Ewan Fenton was 75 years when he died and he is survived by his wife Vera, their son Ewan and their grand-children.

He first gained prominence as a clever and constructive wing-half with Blackpool when they won the FA Cup final by beating Bolton Wanderers 4-3 at Wembley in 1953. That final will always be recalled as the “Stanley Matthews final”.

It was Matthews' only major club honour in the game and he produced a devastating performance to help Blackpool win the game with a late flurry of goals. Stanley Mortensen scored three goals for Blackpool and it was Ewan Fenton who provided Matthews with the pass from which the great winger set up Bill Perry for the fourth goal.

Limerick won the League of Ireland Championship in 1959/'60 season under a local manager, Sonny Price, who had played for Glentoran, Limerick and Waterford.

The Limerick team was composed of just a few local players in combination with Doney Wallace and Gerry O'Brien from Cork, Georgie Lynam, Leo O'Reilly, Pat Skelly from Dublin.

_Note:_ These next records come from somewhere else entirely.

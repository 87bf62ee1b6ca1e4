//! Durable local message queue backing the at-least-once transport contract.
//! Producers insert JSON payloads (optionally deduplicated by a stable key);
//! consumer loops claim the oldest unprocessed record, dispatch it, and mark
//! it processed only after the handler returns cleanly — a handler error
//! leaves the record in place for redelivery.

use async_trait::async_trait;
use chrono::{DateTime, Utc};
use serde::Serialize;
use serde::de::DeserializeOwned;
use sqlx::{Row, SqlitePool};
use tracing::debug;

use crate::error::QueueError;

/// Inbound deposit notifications produced by listeners, sweeps, and ops
/// replay. Payload: [`crate::deposit::ReceivedCryptoTransaction`].
pub const QUEUE_DEPOSITS: &str = "crypto-deposits";
/// Payout triggers produced by flow steps. Payload: [`PayoutDispatchMessage`].
pub const QUEUE_PAYOUT_DISPATCH: &str = "payout-dispatch";
/// Raw provider status callbacks. Payload:
/// [`crate::transaction::ProviderStatusUpdate`].
pub const QUEUE_PROVIDER_UPDATES: &str = "provider-status";
/// Inbound flow signals. Payload: [`crate::flow::InboundSignal`].
pub const QUEUE_FLOW_SIGNALS: &str = "flow-signals";
/// Outbound event published on completed payouts, consumed by partners.
pub const QUEUE_PAYMENT_SENT: &str = "payment-sent";
/// Terminal parking lot for undeliverable records.
pub const QUEUE_DEAD_LETTER: &str = "dead-letter";

/// Payload for [`QUEUE_PAYOUT_DISPATCH`].
#[derive(Debug, Clone, PartialEq, Eq, Serialize, serde::Deserialize)]
pub struct PayoutDispatchMessage {
    pub transaction_id: uuid::Uuid,
}

#[derive(Debug, Clone)]
pub struct QueuedMessage {
    pub id: i64,
    pub queue: String,
    pub payload: String,
    pub dedup_key: Option<String>,
    pub attempts: i64,
    pub created_at: DateTime<Utc>,
}

impl QueuedMessage {
    /// Decodes the stored JSON payload into the queue's message type.
    pub fn parse<T: DeserializeOwned>(&self) -> Result<T, QueueError> {
        Ok(serde_json::from_str(&self.payload)?)
    }
}

/// Inserts a message, deduplicating on `(queue, dedup_key)` when a key is
/// given. Returns false when an identical key was already enqueued.
pub async fn enqueue_message<T: Serialize>(
    pool: &SqlitePool,
    queue: &str,
    dedup_key: Option<&str>,
    payload: &T,
) -> Result<bool, QueueError> {
    let payload_json = serde_json::to_string(payload)?;

    let result = sqlx::query(
        r#"
        INSERT OR IGNORE INTO message_queue (queue, payload, dedup_key)
        VALUES (?1, ?2, ?3)
        "#,
    )
    .bind(queue)
    .bind(&payload_json)
    .bind(dedup_key)
    .execute(pool)
    .await?;

    let inserted = result.rows_affected() > 0;
    if !inserted {
        debug!(queue, ?dedup_key, "duplicate message suppressed");
    }

    Ok(inserted)
}

/// Returns the oldest unprocessed message on the queue, if any.
pub async fn next_unprocessed(
    pool: &SqlitePool,
    queue: &str,
) -> Result<Option<QueuedMessage>, QueueError> {
    let row = sqlx::query(
        r#"
        SELECT id, queue, payload, dedup_key, attempts, created_at
        FROM message_queue
        WHERE queue = ?1 AND processed = 0
        ORDER BY id ASC
        LIMIT 1
        "#,
    )
    .bind(queue)
    .fetch_optional(pool)
    .await?;

    let Some(row) = row else {
        return Ok(None);
    };

    Ok(Some(QueuedMessage {
        id: row.try_get("id")?,
        queue: row.try_get("queue")?,
        payload: row.try_get("payload")?,
        dedup_key: row.try_get("dedup_key")?,
        attempts: row.try_get("attempts")?,
        created_at: row
            .try_get::<chrono::NaiveDateTime, _>("created_at")?
            .and_utc(),
    }))
}

pub async fn mark_processed(pool: &SqlitePool, message_id: i64) -> Result<(), QueueError> {
    sqlx::query(
        r#"
        UPDATE message_queue
        SET processed = 1, processed_at = CURRENT_TIMESTAMP
        WHERE id = ?1
        "#,
    )
    .bind(message_id)
    .execute(pool)
    .await?;

    Ok(())
}

/// Bumps the redelivery counter after a handler error.
pub async fn record_attempt(pool: &SqlitePool, message_id: i64) -> Result<(), QueueError> {
    sqlx::query("UPDATE message_queue SET attempts = attempts + 1 WHERE id = ?1")
        .bind(message_id)
        .execute(pool)
        .await?;

    Ok(())
}

pub async fn count_unprocessed(pool: &SqlitePool, queue: &str) -> Result<i64, QueueError> {
    let count: i64 =
        sqlx::query_scalar("SELECT COUNT(*) FROM message_queue WHERE queue = ?1 AND processed = 0")
            .bind(queue)
            .fetch_one(pool)
            .await?;

    Ok(count)
}

/// Publisher half of the queue transport contract. The outbox delivers
/// `Queue`-kind payloads through this seam.
#[async_trait]
pub trait QueuePublisher: Send + Sync {
    async fn post_message(
        &self,
        queue: &str,
        dedup_key: Option<&str>,
        message: &serde_json::Value,
    ) -> Result<(), QueueError>;
}

/// Publishes into the local durable queue.
#[derive(Debug, Clone)]
pub struct LocalQueuePublisher {
    pool: SqlitePool,
}

impl LocalQueuePublisher {
    pub fn new(pool: SqlitePool) -> Self {
        Self { pool }
    }
}

#[async_trait]
impl QueuePublisher for LocalQueuePublisher {
    async fn post_message(
        &self,
        queue: &str,
        dedup_key: Option<&str>,
        message: &serde_json::Value,
    ) -> Result<(), QueueError> {
        enqueue_message(&self.pool, queue, dedup_key, message).await?;
        Ok(())
    }
}
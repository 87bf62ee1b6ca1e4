//! Domain-specific error types following clean error handling architecture.
//! Separates persistence, transport, and business concerns instead of mixing
//! them into one catch-all.

use uuid::Uuid;

use crate::model::{Blockchain, ParseEnumError, PaymentMethod};

/// Database access and stored-value decoding errors.
#[derive(Debug, thiserror::Error)]
pub enum PersistenceError {
    #[error("database error: {0}")]
    Database(#[from] sqlx::Error),
    #[error("stored value is malformed: {0}")]
    Corrupt(String),
}

impl From<ParseEnumError> for PersistenceError {
    fn from(err: ParseEnumError) -> Self {
        Self::Corrupt(err.to_string())
    }
}

impl From<rust_decimal::Error> for PersistenceError {
    fn from(err: rust_decimal::Error) -> Self {
        Self::Corrupt(format!("decimal: {err}"))
    }
}

impl From<uuid::Error> for PersistenceError {
    fn from(err: uuid::Error) -> Self {
        Self::Corrupt(format!("uuid: {err}"))
    }
}

/// Local message-queue persistence and payload errors.
#[derive(Debug, thiserror::Error)]
pub enum QueueError {
    #[error("database error: {0}")]
    Database(#[from] sqlx::Error),
    #[error("payload serialization error: {0}")]
    Serde(#[from] serde_json::Error),
}

/// Outbox persistence and delivery errors.
#[derive(Debug, thiserror::Error)]
pub enum OutboxError {
    #[error("database error: {0}")]
    Database(#[from] sqlx::Error),
    #[error("payload serialization error: {0}")]
    Serde(#[from] serde_json::Error),
    #[error("persistence error: {0}")]
    Persistence(#[from] PersistenceError),
    #[error("outbox event not found: {0}")]
    RecordNotFound(i64),
}

/// Webhook/Slack delivery errors, absorbed by the outbox retry policy.
#[derive(Debug, thiserror::Error)]
pub enum NotifyError {
    #[error("http transport error: {0}")]
    Http(#[from] reqwest::Error),
    #[error("notification endpoint returned status {0}")]
    Status(u16),
    #[error("notifier is not configured: {0}")]
    NotConfigured(&'static str),
}

/// Payout-provider errors.
#[derive(Debug, thiserror::Error)]
pub enum PaymentError {
    #[error("http transport error: {0}")]
    Http(#[from] reqwest::Error),
    #[error("provider error: {0}")]
    Provider(String),
}

/// On-chain wallet/custodian errors.
#[derive(Debug, thiserror::Error)]
pub enum WalletError {
    #[error("http transport error: {0}")]
    Http(#[from] reqwest::Error),
    #[error("custodian error: {0}")]
    Custodian(String),
    #[error("no wallet handler registered for {0}")]
    UnsupportedBlockchain(Blockchain),
    #[error("on-chain transaction not found: {0}")]
    TransactionNotFound(String),
}

/// Flow orchestration errors.
#[derive(Debug, thiserror::Error)]
pub enum FlowError {
    #[error("persistence error: {0}")]
    Persistence(#[from] PersistenceError),
    #[error("transaction not found: {0}")]
    TransactionNotFound(Uuid),
    #[error("no enabled flow definition for corridor {0}")]
    DefinitionNotFound(String),
    #[error("flow instance not found: {0}")]
    InstanceNotFound(Uuid),
    #[error("flow step not found: instance {instance_id} order {step_order}")]
    StepNotFound { instance_id: Uuid, step_order: i64 },
    #[error("no executor registered for step type: {0}")]
    UnknownStepType(String),
    #[error("step config is malformed: {0}")]
    Config(#[from] serde_json::Error),
    #[error("outbox error: {0}")]
    Outbox(#[from] OutboxError),
    #[error("wallet error: {0}")]
    Wallet(#[from] WalletError),
    #[error("no exchange address configured for {0}")]
    ExchangeRouteNotFound(String),
}

impl From<sqlx::Error> for FlowError {
    fn from(err: sqlx::Error) -> Self {
        Self::Persistence(PersistenceError::Database(err))
    }
}

/// Errors surfaced by the transaction workflow. Business-terminal conditions
/// (failed payouts, wrong amounts) are not errors — they become status
/// transitions; this type covers what prevents the workflow from concluding.
#[derive(Debug, thiserror::Error)]
pub enum WorkflowError {
    #[error("persistence error: {0}")]
    Persistence(#[from] PersistenceError),
    #[error("queue error: {0}")]
    Queue(#[from] QueueError),
    #[error("outbox error: {0}")]
    Outbox(#[from] OutboxError),
    #[error("transaction not found: {0}")]
    TransactionNotFound(Uuid),
    #[error("no payment service registered for {0}")]
    UnsupportedPaymentMethod(PaymentMethod),
    #[error("wallet error: {0}")]
    Wallet(#[from] WalletError),
    #[error("flow error: {0}")]
    Flow(#[from] FlowError),
    #[error("wallet transfer for refund produced no transaction id")]
    RefundWithoutId,
}

impl From<sqlx::Error> for WorkflowError {
    fn from(err: sqlx::Error) -> Self {
        Self::Persistence(PersistenceError::Database(err))
    }
}

/// Infrastructure errors raised by deposit verifiers and reconciliation.
/// Business rejections travel separately as
/// [`crate::deposit::VerificationRejection`].
#[derive(Debug, thiserror::Error)]
pub enum VerifierError {
    #[error("persistence error: {0}")]
    Persistence(#[from] PersistenceError),
    #[error("chain rpc error: {0}")]
    Rpc(#[from] reqwest::Error),
    #[error("chain response is malformed: {0}")]
    MalformedResponse(String),
    #[error("no verifier registered for {0}")]
    UnsupportedBlockchain(Blockchain),
    #[error("queue error: {0}")]
    Queue(#[from] QueueError),
    #[error("outbox error: {0}")]
    Outbox(#[from] OutboxError),
}

impl From<sqlx::Error> for VerifierError {
    fn from(err: sqlx::Error) -> Self {
        Self::Persistence(PersistenceError::Database(err))
    }
}
//! Console Logger
//!
//! Routes `log` records to the browser console as `[target] message` lines.

use log::{Level, LevelFilter, Log, Metadata, Record, SetLoggerError};
use wasm_bindgen::JsValue;

pub struct ConsoleLogger;

static LOGGER: ConsoleLogger = ConsoleLogger;

/// Install the console logger; fails if another logger is already set
pub fn init(level: LevelFilter) -> Result<(), SetLoggerError> {
    log::set_logger(&LOGGER)?;
    log::set_max_level(level);
    Ok(())
}

fn format_line(target: &str, message: &std::fmt::Arguments) -> String {
    format!("[{}] {}", target.to_uppercase(), message)
}

impl Log for ConsoleLogger {
    fn enabled(&self, metadata: &Metadata) -> bool {
        metadata.level() <= log::max_level()
    }

    fn log(&self, record: &Record) {
        if !self.enabled(record.metadata()) {
            return;
        }
        let line = JsValue::from(format_line(record.target(), record.args()));
        match record.level() {
            Level::Error => web_sys::console::error_1(&line),
            Level::Warn => web_sys::console::warn_1(&line),
            _ => web_sys::console::log_1(&line),
        }
    }

    fn flush(&self) {}
}

#[cfg(test)]
mod tests {
    use super::*;

    #[test]
    fn test_line_format() {
        let line = format_line("form", &format_args!("adding todo #{}", 7));
        assert_eq!(line, "[FORM] adding todo #7");
    }
}
//! UI Components
//!
//! Leptos components making up the todo form.

mod alert_dialog;
mod todo_form;
mod todo_list;

pub use alert_dialog::AlertDialog;
pub use todo_form::TodoForm;
pub use todo_list::TodoList;
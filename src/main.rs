//! Todo Form Frontend Entry Point

mod app;
mod components;
mod config;
mod context;
mod error;
mod logger;
mod models;
mod reducer;
mod render;
mod store;

use app::App;
use leptos::prelude::*;

fn main() {
    console_error_panic_hook::set_once();

    if let Err(err) = logger::init(log::LevelFilter::Info) {
        web_sys::console::warn_1(&format!("[APP] console logger not installed: {}", err).into());
    }
    let config = config::load_config();
    log::set_max_level(config.log_level);
    log::info!(target: "app", "mounting todo form");

    mount_to_body(move || view! { <App config=config /> });
}
//! Todo Form Component
//!
//! Card with the draft input, the submit button, the item list and the
//! result dialog.

use leptos::prelude::*;

use crate::components::{AlertDialog, TodoList};
use crate::config::use_form_config;
use crate::context::use_form_context;
use crate::render::RenderedForm;
use crate::store::use_form_store;

/// Form for adding todos
#[component]
pub fn TodoForm() -> impl IntoView {
    let store = use_form_store();
    let ctx = use_form_context();
    let config = use_form_config();

    let submit = move |ev: web_sys::SubmitEvent| {
        ev.prevent_default();
        ctx.submit();
    };

    // Everything below binds to this projection
    let rendered = Memo::new(move |_| store.with(RenderedForm::from_state));
    let entries = Memo::new(move |_| rendered.with(|form| form.list.clone()));
    let dialog = Memo::new(move |_| rendered.with(|form| form.dialog.clone()));

    view! {
        <div class="card">
            <div class="card-header">
                <h2 class="card-title">{config.card_title}</h2>
            </div>
            <div class="card-content">
                <form class="todo-form" on:submit=submit>
                    <div class="todo-form-row">
                        <input
                            type="text"
                            class="todo-input"
                            placeholder=config.placeholder
                            aria-label=config.input_label
                            prop:value=move || rendered.with(|form| form.input_value.clone())
                            on:input=move |ev| ctx.edit_draft(event_target_value(&ev))
                        />
                        <button type="submit" class="todo-submit">{config.submit_label}</button>
                    </div>
                </form>

                <TodoList entries=entries />
            </div>
        </div>

        <AlertDialog
            content=dialog
            confirm_label=config.confirm_label
            on_confirm=move |_| ctx.dismiss()
        />
    }
}
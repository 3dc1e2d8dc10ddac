//! Todo List Component

use leptos::prelude::*;

/// Submitted items in insertion order, as (key, text) pairs
#[component]
pub fn TodoList(#[prop(into)] entries: Signal<Vec<(u64, String)>>) -> impl IntoView {
    view! {
        <div class="todo-list" role="list">
            <For
                each=move || entries.get()
                key=|(id, _)| *id
                children=|(_, text)| view! {
                    <div class="todo-item" role="listitem">{text}</div>
                }
            />
        </div>
    }
}
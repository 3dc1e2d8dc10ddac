//! Alert Dialog Component
//!
//! Modal with a title, a description and a single confirm action.

use leptos::ev;
use leptos::prelude::*;

use crate::render::{dialog_class, DialogContent};

/// Modal alert dialog
///
/// Rendered only while `content` yields `Some`. Both the confirm button and
/// the Escape key run `on_confirm`.
#[component]
pub fn AlertDialog(
    #[prop(into)] content: Signal<Option<DialogContent>>,
    #[prop(into)] confirm_label: String,
    #[prop(into)] on_confirm: Callback<()>,
) -> impl IntoView {
    let escape = window_event_listener(ev::keydown, move |ev| {
        if ev.key() == "Escape" && content.with_untracked(Option::is_some) {
            on_confirm.run(());
        }
    });
    on_cleanup(move || escape.remove());

    view! {
        {move || content.get().map(|dialog| {
            let label = confirm_label.clone();
            view! {
                <div class="alert-overlay">
                    <div
                        class=dialog_class(dialog.kind)
                        role="alertdialog"
                        aria-modal="true"
                    >
                        <div class="alert-header">
                            <h2 class="alert-title">{dialog.title}</h2>
                            <p class="alert-description">{dialog.description}</p>
                        </div>
                        <div class="alert-footer">
                            <button
                                class="alert-action"
                                on:click=move |ev| {
                                    ev.stop_propagation();
                                    on_confirm.run(());
                                }
                            >
                                {label}
                            </button>
                        </div>
                    </div>
                </div>
            }
        })}
    }
}
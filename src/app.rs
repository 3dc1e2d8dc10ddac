//! Todo Form App
//!
//! Root component: creates the form store and provides it to the form.

use leptos::prelude::*;
use reactive_stores::Store;

use crate::components::TodoForm;
use crate::config::FormConfig;
use crate::context::FormContext;
use crate::store::FormState;

#[component]
pub fn App(config: FormConfig) -> impl IntoView {
    let store = Store::new(FormState::new());

    // Provide context to all children
    provide_context(store);
    provide_context(FormContext::new(store));
    provide_context(config);

    view! {
        <div class="app-layout">
            <TodoForm />
        </div>
    }
}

The Limerick board decided they wanted to develop an all-local team and so they brought in Ewan Fenton, then aged 29, from Wrexham to implement their plan.

He was an immediate hit with staff, players and fans and his quiet and undemonstrative personality ensured he became very popular. He also helped build on the success that Sonny Price had gained with the team and introduced a great number of talented local players to League of Ireland football.

Limerick lost FAI Cup finals in 1965 and again in 1966 to Shamrock Rovers before they finally brought the trophy home in triumph to Shannonside in 1971 when they beat Drogheda 3-0 in a replay.

That team contained the great Andy McEvoy and others like Richie Hall, Kevin Fitzpatrick, Al Finucane, Sean Byrnes, Tony Meaney, Joe O'Mahony, Hughie Hamilton, Paddy Shortt. Others who served Limerick well in the Fenton years included Tommy Hamilton, Eddie Mulvey, Shay Coad and many others.

He advanced the career of such outstanding Limerick players as Kevin Fitzpatrick, Dessie McNamara, Gerry McCarthy, Mick Doyle, Dick O'Connor, Al Finucane, Joe O'Mahony, Johnny Walsh, Pat Nolan, Ger Duggan, Tony Meaney to name but a few.

Many of these players were still playing at the top of their form when, under Eoin Hand, Limerick won the League of Ireland Championship in 1980.

In between times Linfield invited Mr. Fenton to Belfast to give them a tactical talk on how to prepare for a match in Europe against CSKA Sofia, who had knocked Limerick out of the Cup Winners Cup a year earlier. Linfield invited him to stay as manager and made him an offer he could not refuse.

By this stage he was obviously well established in Limerick where he ran a thriving Learner Driver business and he maintained his home and his ties with Shannonside. He returned after a few years with Linfield and continue to act as manager for Limerick until he finally retired from football in 1977.

Mr. Fenton led an Irish amateur international team in a tournament in Whitley Bay in the North East of England in 1963 and he also was manager of a League of Ireland selection on a couple of occasions.

His name will always be recalled with warmth and affection by those who knew him and especially by the several generations of footballers who followed his teaching methods, listened to his instructive tactical theories and advanced their careers under his expert guidance.

Irish football owes him a lot and it is with a deep sense of sadness that we note his passing. We hope this inadequate tribute to the memory of a great man will help relay our sincere regrets to his grieving widow and family. May he rest in peace.